And, remember, Juliet in those fifteen years had gone from being the soprano lead in the amateur stage musicals, into being an international star, an international voice rather. And then the voice blew itself out, the term these days is burn-out, but Juliet’s voice was ice, not fire.

  I know you don’t remember, you’re only a researcher you say, it’s okay, people look blank these days when I say Harold Blair, or even Marjorie Lawrence. My growing up is full of voices that seemed everywhere, that seemed eternal, and which never bothered to have properly engineered recording sessions. You could say the same about Juliet Klein, except that last LP was all recording engineer sound, like a bathroom or like the early Elvis Presley echo chamber. The Dead City.

  Juliet came up behind me on the concourse at Victoria station before I noticed her. She had been absolutely precise in her description of where we must meet and of course I respected that, it was a jolt back to old times in fact, a part of old times I had forgotten. Juliet and her precision. Juliet and her instructions. Juliet and her requirements that we all had to follow. In a sense we all went along with Juliet in that way. We all allowed her that sense of command, it was our connivance if you like, but it was genuine. We were all always so very well intentioned.

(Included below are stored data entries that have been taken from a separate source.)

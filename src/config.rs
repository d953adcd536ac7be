//! Transformer configuration.
//!
//! The configuration is consumed once when an [`XrdTransformer`](crate::XrdTransformer) is built
//! and is shared read-only afterwards. It may be parsed from YAML (the full structure), or from
//! the runtime environment for the scalar settings.

use std::path::Path;

use anyhow::{Context, Result};
use serde::Deserialize;

/// The env var prefix used by [`Config::from_env`].
pub const ENV_PREFIX: &str = "XRD_";

/// Transformer configuration data.
#[derive(Clone, Debug, Deserialize, PartialEq)]
#[serde(rename_all = "camelCase")]
pub struct Config {
    /// The prefix used for all annotation keys read from definitions & written to entities.
    #[serde(default = "Config::default_annotation_prefix")]
    pub annotation_prefix: String,
    /// The default owner entity ref offered by the owner parameter.
    #[serde(default = "Config::default_owner")]
    pub default_owner: String,
    /// The owner declared on generated templates, if any.
    #[serde(default)]
    pub template_owner: Option<String>,
    /// Tags added to every generated entity.
    #[serde(default)]
    pub additional_tags: Vec<String>,

    /// Prepend a content-fetch step to every template.
    #[serde(default)]
    pub include_fetch_action: bool,
    /// The location fetched by the content-fetch step.
    #[serde(default = "Config::default_fetch_url")]
    pub fetch_url: String,
    /// Append a catalog registration step to every template.
    #[serde(default)]
    pub include_register_action: bool,
    /// Offer GitOps publishing of the generated manifest.
    #[serde(default)]
    pub publish_enabled: bool,
    /// Rewrite `{{ name }}` placeholder defaults into parameter references.
    #[serde(default)]
    pub default_placeholders: bool,

    /// Output descriptor settings.
    #[serde(default)]
    pub output: OutputConfig,
    /// The publish phase, used only when `publish_enabled` is set.
    #[serde(default)]
    pub publish_phase: Option<PublishPhase>,
}

/// Settings controlling the links of a template's output descriptor.
#[derive(Clone, Debug, Deserialize, PartialEq)]
#[serde(rename_all = "camelCase")]
pub struct OutputConfig {
    /// Link to the created resource in the resource viewer.
    #[serde(default = "default_true")]
    pub show_resource_link: bool,
    /// The path of the resource viewer, the resource name is appended.
    #[serde(default = "OutputConfig::default_resource_viewer_path")]
    pub resource_viewer_path: String,
    /// Link to the pull request opened by the publish step.
    #[serde(default = "default_true")]
    pub show_pull_request_link: bool,
    /// Link to the catalog entry created by the registration step.
    #[serde(default = "default_true")]
    pub show_catalog_link: bool,
}

/// The GitOps publish phase.
#[derive(Clone, Debug, Default, Deserialize, PartialEq)]
#[serde(rename_all = "camelCase")]
pub struct PublishPhase {
    /// Source-control publishing of the manifest.
    #[serde(default)]
    pub git: Option<GitTarget>,
    /// A reconciliation trigger run after publishing.
    #[serde(default)]
    pub reconcile: Option<ReconcileTarget>,
    /// An external sync run after publishing.
    #[serde(default)]
    pub sync: Option<SyncTarget>,
}

/// Source-control target of the publish phase.
#[derive(Clone, Debug, Deserialize, PartialEq)]
#[serde(rename_all = "camelCase")]
pub struct GitTarget {
    /// The action used to publish.
    #[serde(default = "GitTarget::default_action")]
    pub action: String,
    /// The repository location, e.g. `github.com?owner=org&repo=gitops`.
    #[serde(default)]
    pub repo_url: String,
    /// The target branch.
    #[serde(default = "GitTarget::default_branch")]
    pub branch: String,
    /// The root directory of generated manifests inside the repository.
    #[serde(default = "GitTarget::default_base_path")]
    pub base_path: String,
    /// An explicit target directory, overriding the scope-derived path.
    #[serde(default)]
    pub target_path: Option<String>,
    /// Force pull-request (`true`) or direct-commit (`false`) mode. When absent, the requester
    /// decides through the `createPr` parameter.
    #[serde(default)]
    pub create_pr: Option<bool>,
}

/// Reconciliation trigger target of the publish phase.
#[derive(Clone, Debug, Deserialize, PartialEq)]
#[serde(rename_all = "camelCase")]
pub struct ReconcileTarget {
    /// The action used to trigger reconciliation.
    #[serde(default = "ReconcileTarget::default_action")]
    pub action: String,
    /// The name of the reconciled object.
    #[serde(default)]
    pub name: String,
    /// The namespace of the reconciled object.
    #[serde(default)]
    pub namespace: String,
}

/// External sync target of the publish phase.
#[derive(Clone, Debug, Deserialize, PartialEq)]
#[serde(rename_all = "camelCase")]
pub struct SyncTarget {
    /// The action used to trigger the sync.
    #[serde(default = "SyncTarget::default_action")]
    pub action: String,
    /// The application to sync.
    #[serde(default)]
    pub application: String,
    /// The server instance which owns the application.
    #[serde(default)]
    pub server: String,
}

/// The scalar subset of the configuration which may be sourced from the environment.
#[derive(Debug, Deserialize)]
struct EnvConfig {
    annotation_prefix: Option<String>,
    default_owner: Option<String>,
    template_owner: Option<String>,
    #[serde(default)]
    additional_tags: Vec<String>,
    #[serde(default)]
    include_fetch_action: bool,
    fetch_url: Option<String>,
    #[serde(default)]
    include_register_action: bool,
    #[serde(default)]
    publish_enabled: bool,
    #[serde(default)]
    default_placeholders: bool,
}

impl Config {
    /// Parse a configuration from a YAML document.
    pub fn from_yaml(yaml: &str) -> Result<Self> {
        serde_yaml::from_str(yaml).context("error parsing transformer config yaml")
    }

    /// Parse a configuration from the YAML file at the given path.
    pub fn from_path(path: impl AsRef<Path>) -> Result<Self> {
        let path = path.as_ref();
        let yaml = std::fs::read_to_string(path).with_context(|| format!("error reading transformer config from {:?}", path))?;
        Self::from_yaml(&yaml)
    }

    /// Build a configuration from the runtime environment.
    ///
    /// Only scalar settings are read, using the `XRD_` prefix (e.g. `XRD_DEFAULT_OWNER`). The
    /// publish phase is structured and can only be supplied through YAML.
    pub fn from_env() -> Result<Self> {
        let env: EnvConfig = envy::prefixed(ENV_PREFIX).from_env().context("error building transformer config from env")?;
        Ok(Self::from(env))
    }

    /// Build a configuration from the given env var pairs, as if they were the environment.
    pub fn from_env_iter<I: IntoIterator<Item = (String, String)>>(vars: I) -> Result<Self> {
        let env: EnvConfig = envy::prefixed(ENV_PREFIX).from_iter(vars).context("error building transformer config from env")?;
        Ok(Self::from(env))
    }

    /// The configured git target, when publishing is enabled.
    pub fn git_target(&self) -> Option<&GitTarget> {
        self.publish_phase().and_then(|phase| phase.git.as_ref())
    }

    /// The configured publish phase, when publishing is enabled.
    pub fn publish_phase(&self) -> Option<&PublishPhase> {
        if !self.publish_enabled {
            return None;
        }
        self.publish_phase.as_ref()
    }

    /// Build a fully-qualified annotation key from the given suffix.
    pub fn annotation(&self, suffix: &str) -> String {
        format!("{}/{}", self.annotation_prefix, suffix)
    }

    fn default_annotation_prefix() -> String {
        crate::DEFAULT_ANNOTATION_PREFIX.into()
    }

    fn default_owner() -> String {
        "group:default/platform-team".into()
    }

    fn default_fetch_url() -> String {
        "./content".into()
    }
}

impl Default for Config {
    fn default() -> Self {
        Self {
            annotation_prefix: Self::default_annotation_prefix(),
            default_owner: Self::default_owner(),
            template_owner: None,
            additional_tags: vec![],
            include_fetch_action: false,
            fetch_url: Self::default_fetch_url(),
            include_register_action: false,
            publish_enabled: false,
            default_placeholders: false,
            output: OutputConfig::default(),
            publish_phase: None,
        }
    }
}

impl From<EnvConfig> for Config {
    fn from(env: EnvConfig) -> Self {
        let base = Config::default();
        Self {
            annotation_prefix: env.annotation_prefix.unwrap_or(base.annotation_prefix),
            default_owner: env.default_owner.unwrap_or(base.default_owner),
            template_owner: env.template_owner,
            additional_tags: env.additional_tags,
            include_fetch_action: env.include_fetch_action,
            fetch_url: env.fetch_url.unwrap_or(base.fetch_url),
            include_register_action: env.include_register_action,
            publish_enabled: env.publish_enabled,
            default_placeholders: env.default_placeholders,
            output: base.output,
            publish_phase: None,
        }
    }
}

impl OutputConfig {
    fn default_resource_viewer_path() -> String {
        "/crossplane-resources".into()
    }
}

impl Default for OutputConfig {
    fn default() -> Self {
        Self {
            show_resource_link: true,
            resource_viewer_path: Self::default_resource_viewer_path(),
            show_pull_request_link: true,
            show_catalog_link: true,
        }
    }
}

impl GitTarget {
    fn default_action() -> String {
        "publish:github:pull-request".into()
    }

    fn default_branch() -> String {
        "main".into()
    }

    fn default_base_path() -> String {
        "manifests".into()
    }
}

impl ReconcileTarget {
    fn default_action() -> String {
        "flux:reconcile".into()
    }
}

impl SyncTarget {
    fn default_action() -> String {
        "argocd:sync".into()
    }
}

fn default_true() -> bool {
    true
}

  I was waiting, exactly as she had specified, with the light full on my face, looking outwards, near the main noticeboard.

  Even so, I was quite startled when she recognised me. ‘And so, Kester,’ she said, that voice almost at my ear, and her hand just brushing my shoulders as if to reassure herself I was still the same height. I was. ‘And so, Kester, here you are, after all this time.’

  You could say I gave a start. You could say I had completely forgotten her uncanny instinct for recognising people. In truth, though, I melted. My knees melted, even if I did not slump. I was instantly vulnerable. I did not turn round, Juliet was already fronting me, in her fawn gabardine, and we were embracing. Old friends. Very old friends. Old strangers.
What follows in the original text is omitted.